* **What you are asked to do**:
Wherever the line with "only the intercept." sits in the listing below, transcribe from it up to and including the line with "pub enum AdjustMethod", exactly, and leave the remaining lines out.
── Supplied material ──
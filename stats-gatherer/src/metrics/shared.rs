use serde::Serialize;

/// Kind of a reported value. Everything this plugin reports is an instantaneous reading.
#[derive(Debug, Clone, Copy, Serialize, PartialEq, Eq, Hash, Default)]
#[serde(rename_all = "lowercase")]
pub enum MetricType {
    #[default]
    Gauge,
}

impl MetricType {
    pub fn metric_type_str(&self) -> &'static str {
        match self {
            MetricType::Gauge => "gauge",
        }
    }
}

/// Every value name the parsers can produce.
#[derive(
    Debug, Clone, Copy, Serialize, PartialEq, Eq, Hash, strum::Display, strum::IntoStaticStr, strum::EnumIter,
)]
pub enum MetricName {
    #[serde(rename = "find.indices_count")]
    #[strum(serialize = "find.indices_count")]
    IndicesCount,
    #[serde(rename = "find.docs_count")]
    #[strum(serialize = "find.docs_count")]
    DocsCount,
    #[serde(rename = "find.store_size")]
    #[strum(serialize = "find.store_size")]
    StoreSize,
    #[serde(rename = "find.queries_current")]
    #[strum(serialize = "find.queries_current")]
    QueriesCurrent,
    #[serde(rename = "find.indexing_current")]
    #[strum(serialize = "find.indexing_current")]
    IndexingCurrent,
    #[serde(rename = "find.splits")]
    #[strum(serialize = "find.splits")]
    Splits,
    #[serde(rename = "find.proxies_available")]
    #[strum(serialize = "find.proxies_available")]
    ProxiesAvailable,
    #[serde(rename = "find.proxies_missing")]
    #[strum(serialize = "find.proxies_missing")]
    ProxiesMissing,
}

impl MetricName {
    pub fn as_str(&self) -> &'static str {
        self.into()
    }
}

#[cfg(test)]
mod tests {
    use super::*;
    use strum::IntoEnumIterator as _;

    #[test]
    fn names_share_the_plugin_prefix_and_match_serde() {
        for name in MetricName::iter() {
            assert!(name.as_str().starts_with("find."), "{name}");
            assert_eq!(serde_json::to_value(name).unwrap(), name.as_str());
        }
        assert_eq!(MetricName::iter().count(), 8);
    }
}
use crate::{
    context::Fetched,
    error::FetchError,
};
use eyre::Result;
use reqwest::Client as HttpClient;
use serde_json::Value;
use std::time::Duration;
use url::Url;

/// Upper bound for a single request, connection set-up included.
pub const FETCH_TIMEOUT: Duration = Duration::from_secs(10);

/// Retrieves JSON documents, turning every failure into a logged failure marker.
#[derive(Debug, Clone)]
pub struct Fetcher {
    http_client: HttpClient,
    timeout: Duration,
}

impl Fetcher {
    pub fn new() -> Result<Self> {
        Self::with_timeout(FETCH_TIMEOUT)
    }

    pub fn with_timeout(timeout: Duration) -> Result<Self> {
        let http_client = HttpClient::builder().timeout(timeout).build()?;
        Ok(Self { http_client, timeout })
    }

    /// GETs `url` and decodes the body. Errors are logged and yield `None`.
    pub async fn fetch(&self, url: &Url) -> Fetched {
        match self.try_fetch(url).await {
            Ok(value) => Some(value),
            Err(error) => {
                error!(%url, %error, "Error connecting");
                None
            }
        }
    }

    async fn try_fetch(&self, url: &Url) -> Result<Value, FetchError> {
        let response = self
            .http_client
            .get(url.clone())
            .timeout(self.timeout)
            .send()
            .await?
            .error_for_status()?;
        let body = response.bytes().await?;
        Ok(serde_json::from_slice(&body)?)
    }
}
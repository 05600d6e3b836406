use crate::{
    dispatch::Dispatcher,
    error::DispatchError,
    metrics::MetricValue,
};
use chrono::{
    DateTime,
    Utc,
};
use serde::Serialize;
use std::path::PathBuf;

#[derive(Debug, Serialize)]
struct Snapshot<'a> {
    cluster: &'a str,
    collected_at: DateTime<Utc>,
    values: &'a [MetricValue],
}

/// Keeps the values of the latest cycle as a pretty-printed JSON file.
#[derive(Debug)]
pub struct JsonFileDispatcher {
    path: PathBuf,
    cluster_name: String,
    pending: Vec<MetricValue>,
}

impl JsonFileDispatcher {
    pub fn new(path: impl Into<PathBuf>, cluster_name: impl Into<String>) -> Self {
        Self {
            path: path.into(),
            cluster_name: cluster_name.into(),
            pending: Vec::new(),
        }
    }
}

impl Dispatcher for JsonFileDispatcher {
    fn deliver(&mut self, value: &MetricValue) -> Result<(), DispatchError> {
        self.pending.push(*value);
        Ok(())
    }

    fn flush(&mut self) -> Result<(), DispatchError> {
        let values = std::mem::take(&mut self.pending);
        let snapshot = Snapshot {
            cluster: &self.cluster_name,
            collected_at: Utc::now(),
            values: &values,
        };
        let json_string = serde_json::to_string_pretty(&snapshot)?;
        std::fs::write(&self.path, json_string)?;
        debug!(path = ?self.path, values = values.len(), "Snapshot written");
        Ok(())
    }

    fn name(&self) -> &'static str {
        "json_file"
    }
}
───
── Supplied material ──
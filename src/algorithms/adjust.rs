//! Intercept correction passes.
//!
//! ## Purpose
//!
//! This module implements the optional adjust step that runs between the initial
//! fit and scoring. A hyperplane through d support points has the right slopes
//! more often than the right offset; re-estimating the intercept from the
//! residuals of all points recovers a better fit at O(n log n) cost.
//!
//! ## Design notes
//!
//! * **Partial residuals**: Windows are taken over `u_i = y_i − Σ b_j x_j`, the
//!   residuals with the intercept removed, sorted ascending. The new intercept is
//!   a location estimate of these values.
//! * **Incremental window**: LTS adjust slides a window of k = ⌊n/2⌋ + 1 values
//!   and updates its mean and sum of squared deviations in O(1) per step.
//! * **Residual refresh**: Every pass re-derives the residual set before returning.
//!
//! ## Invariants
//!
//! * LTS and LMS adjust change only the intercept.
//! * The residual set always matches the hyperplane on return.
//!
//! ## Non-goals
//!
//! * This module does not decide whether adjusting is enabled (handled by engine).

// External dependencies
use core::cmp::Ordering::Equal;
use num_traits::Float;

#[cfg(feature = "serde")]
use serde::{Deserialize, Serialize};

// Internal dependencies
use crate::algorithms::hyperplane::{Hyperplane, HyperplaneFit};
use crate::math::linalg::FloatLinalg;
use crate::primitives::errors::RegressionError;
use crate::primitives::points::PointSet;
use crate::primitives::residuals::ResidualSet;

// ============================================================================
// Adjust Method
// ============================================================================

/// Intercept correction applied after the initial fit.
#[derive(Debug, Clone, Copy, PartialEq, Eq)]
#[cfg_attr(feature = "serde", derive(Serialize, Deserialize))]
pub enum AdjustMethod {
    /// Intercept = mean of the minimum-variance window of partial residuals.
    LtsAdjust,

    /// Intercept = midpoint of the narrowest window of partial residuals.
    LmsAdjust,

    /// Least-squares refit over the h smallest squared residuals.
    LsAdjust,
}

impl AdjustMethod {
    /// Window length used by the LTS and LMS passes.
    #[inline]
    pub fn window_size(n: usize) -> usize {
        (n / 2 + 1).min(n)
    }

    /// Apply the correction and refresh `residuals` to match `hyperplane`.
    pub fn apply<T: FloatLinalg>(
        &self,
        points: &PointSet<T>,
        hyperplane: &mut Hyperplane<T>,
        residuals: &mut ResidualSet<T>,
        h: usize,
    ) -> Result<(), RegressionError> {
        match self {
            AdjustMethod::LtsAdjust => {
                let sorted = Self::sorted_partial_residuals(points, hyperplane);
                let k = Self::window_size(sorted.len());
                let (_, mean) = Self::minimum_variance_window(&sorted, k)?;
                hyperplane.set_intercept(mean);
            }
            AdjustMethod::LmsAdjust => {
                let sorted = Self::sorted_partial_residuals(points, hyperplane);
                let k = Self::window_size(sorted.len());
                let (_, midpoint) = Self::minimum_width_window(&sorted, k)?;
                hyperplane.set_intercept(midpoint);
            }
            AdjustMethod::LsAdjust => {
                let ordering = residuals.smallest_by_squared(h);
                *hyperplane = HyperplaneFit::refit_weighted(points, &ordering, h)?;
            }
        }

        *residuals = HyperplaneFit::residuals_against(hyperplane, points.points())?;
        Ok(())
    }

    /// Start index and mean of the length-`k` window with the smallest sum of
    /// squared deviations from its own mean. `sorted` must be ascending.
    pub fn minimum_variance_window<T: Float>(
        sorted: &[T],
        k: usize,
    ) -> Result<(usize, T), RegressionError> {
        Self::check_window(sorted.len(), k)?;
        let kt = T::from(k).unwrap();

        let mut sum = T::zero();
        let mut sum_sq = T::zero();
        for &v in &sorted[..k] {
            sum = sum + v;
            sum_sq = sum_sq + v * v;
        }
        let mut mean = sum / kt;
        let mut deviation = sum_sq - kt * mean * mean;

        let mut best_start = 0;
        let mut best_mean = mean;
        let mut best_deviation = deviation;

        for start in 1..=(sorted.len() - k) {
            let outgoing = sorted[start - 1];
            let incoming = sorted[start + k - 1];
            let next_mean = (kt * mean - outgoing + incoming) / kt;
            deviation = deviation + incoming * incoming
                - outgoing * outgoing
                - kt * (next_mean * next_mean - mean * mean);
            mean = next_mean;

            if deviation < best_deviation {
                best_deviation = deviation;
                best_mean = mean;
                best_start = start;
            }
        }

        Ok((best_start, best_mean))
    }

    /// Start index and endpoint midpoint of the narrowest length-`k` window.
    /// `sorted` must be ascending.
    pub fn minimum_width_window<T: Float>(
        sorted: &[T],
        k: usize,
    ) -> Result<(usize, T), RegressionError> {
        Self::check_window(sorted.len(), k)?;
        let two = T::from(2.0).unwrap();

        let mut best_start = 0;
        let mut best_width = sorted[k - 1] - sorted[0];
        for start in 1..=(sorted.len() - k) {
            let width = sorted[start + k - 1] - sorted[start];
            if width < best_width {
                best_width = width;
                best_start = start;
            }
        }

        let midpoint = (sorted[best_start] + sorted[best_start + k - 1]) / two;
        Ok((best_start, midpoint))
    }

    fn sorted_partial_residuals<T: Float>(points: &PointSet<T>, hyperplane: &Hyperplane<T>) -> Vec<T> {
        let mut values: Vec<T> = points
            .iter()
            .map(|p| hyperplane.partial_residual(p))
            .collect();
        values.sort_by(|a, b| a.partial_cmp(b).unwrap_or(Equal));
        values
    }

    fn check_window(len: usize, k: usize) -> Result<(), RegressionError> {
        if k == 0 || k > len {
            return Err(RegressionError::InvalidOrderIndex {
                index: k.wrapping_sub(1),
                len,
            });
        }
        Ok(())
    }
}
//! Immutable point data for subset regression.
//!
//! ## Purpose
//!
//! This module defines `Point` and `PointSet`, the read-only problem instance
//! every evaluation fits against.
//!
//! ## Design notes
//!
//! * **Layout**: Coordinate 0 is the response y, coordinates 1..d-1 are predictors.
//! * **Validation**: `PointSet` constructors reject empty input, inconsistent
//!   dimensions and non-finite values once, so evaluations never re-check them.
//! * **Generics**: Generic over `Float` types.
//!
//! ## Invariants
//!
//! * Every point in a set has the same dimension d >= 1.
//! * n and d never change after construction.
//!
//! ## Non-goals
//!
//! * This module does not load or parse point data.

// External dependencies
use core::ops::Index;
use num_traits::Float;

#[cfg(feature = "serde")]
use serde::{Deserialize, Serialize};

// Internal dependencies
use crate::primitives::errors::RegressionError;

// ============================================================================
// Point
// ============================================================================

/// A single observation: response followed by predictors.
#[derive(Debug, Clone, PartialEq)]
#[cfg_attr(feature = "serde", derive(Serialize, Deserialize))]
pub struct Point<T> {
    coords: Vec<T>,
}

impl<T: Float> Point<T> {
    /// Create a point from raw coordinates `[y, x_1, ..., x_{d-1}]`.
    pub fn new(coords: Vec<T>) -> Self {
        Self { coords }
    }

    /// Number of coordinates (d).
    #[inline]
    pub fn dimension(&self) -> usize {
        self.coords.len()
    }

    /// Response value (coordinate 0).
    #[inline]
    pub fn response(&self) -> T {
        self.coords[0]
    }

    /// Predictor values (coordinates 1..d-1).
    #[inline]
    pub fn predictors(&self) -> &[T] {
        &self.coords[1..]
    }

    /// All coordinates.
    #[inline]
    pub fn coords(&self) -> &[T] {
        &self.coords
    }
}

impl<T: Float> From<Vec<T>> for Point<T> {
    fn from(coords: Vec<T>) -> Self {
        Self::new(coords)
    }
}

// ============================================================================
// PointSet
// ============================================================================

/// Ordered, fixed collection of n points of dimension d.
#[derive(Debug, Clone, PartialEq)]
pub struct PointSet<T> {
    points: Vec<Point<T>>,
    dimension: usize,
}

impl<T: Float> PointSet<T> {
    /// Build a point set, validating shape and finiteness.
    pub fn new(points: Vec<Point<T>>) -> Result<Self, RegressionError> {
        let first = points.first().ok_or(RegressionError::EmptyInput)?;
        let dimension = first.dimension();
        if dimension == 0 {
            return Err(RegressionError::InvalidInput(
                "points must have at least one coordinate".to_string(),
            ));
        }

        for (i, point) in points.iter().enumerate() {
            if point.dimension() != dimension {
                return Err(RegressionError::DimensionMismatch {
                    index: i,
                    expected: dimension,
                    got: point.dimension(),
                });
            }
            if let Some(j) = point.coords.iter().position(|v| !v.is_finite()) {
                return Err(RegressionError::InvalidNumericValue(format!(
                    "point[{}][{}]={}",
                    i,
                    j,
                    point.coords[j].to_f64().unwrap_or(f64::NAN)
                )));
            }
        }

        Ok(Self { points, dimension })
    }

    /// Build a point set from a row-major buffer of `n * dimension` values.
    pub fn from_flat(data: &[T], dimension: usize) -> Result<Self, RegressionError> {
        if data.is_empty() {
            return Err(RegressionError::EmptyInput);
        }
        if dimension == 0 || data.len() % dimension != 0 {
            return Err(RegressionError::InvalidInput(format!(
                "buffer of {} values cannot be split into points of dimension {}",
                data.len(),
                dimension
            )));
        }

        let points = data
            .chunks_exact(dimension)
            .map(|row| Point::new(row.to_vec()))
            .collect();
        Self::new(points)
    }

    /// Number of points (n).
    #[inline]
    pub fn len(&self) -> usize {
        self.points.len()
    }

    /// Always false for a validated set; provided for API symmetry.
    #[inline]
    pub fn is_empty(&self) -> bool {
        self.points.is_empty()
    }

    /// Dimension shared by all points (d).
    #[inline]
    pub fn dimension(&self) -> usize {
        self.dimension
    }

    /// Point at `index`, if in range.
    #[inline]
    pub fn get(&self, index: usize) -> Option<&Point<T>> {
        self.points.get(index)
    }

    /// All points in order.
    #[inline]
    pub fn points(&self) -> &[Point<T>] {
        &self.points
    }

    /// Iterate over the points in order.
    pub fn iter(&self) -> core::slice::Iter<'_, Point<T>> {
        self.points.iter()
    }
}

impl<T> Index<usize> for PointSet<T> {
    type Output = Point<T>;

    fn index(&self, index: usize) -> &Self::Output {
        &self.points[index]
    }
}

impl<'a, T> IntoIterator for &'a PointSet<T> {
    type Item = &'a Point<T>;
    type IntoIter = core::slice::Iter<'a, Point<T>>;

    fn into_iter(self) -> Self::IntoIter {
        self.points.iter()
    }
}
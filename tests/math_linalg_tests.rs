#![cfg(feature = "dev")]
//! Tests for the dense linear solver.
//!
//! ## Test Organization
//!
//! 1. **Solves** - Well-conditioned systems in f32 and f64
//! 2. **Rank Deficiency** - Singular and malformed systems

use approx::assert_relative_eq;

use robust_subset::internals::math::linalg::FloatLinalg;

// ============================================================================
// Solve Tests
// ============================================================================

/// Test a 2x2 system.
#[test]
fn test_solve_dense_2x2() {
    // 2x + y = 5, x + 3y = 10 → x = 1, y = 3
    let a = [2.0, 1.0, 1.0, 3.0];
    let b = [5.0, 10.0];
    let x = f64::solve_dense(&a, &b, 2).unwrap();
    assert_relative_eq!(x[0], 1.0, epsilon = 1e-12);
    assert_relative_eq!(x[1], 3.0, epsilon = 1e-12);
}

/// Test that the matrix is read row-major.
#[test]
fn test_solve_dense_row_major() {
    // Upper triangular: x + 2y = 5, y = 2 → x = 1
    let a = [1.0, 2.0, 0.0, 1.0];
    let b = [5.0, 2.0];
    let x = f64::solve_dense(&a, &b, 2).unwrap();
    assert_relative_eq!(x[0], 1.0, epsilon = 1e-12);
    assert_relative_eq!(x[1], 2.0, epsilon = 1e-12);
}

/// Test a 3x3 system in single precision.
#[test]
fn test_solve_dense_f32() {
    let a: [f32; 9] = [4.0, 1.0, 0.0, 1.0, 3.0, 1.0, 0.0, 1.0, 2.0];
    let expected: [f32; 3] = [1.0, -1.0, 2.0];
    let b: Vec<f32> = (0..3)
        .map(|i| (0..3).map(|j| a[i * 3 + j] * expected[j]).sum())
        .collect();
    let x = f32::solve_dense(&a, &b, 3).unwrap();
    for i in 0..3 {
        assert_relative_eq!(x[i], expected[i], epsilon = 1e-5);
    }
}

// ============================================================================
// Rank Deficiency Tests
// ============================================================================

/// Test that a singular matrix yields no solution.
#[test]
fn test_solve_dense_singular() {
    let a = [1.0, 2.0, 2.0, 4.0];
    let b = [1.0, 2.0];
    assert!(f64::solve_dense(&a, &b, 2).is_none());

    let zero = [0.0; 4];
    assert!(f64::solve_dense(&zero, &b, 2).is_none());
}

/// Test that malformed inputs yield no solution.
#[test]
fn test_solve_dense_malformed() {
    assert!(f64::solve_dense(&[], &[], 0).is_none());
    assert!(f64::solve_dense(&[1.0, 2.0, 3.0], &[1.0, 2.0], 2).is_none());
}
───
* **Written solution**:
//! * LTS and LMS adjust change only the intercept.
//! * The residual set always matches the hyperplane on return.
//!
//! ## Non-goals
//!
//! * This module does not decide whether adjusting is enabled (handled by engine).

// External dependencies
use core::cmp::Ordering::Equal;
use num_traits::Float;

#[cfg(feature = "serde")]
use serde::{Deserialize, Serialize};

// Internal dependencies
use crate::algorithms::hyperplane::{Hyperplane, HyperplaneFit};
use crate::math::linalg::FloatLinalg;
use crate::primitives::errors::RegressionError;
use crate::primitives::points::PointSet;
use crate::primitives::residuals::ResidualSet;

// ============================================================================
// Adjust Method
// ============================================================================

/// Intercept correction applied after the initial fit.
#[derive(Debug, Clone, Copy, PartialEq, Eq)]
#[cfg_attr(feature = "serde", derive(Serialize, Deserialize))]
pub enum AdjustMethod {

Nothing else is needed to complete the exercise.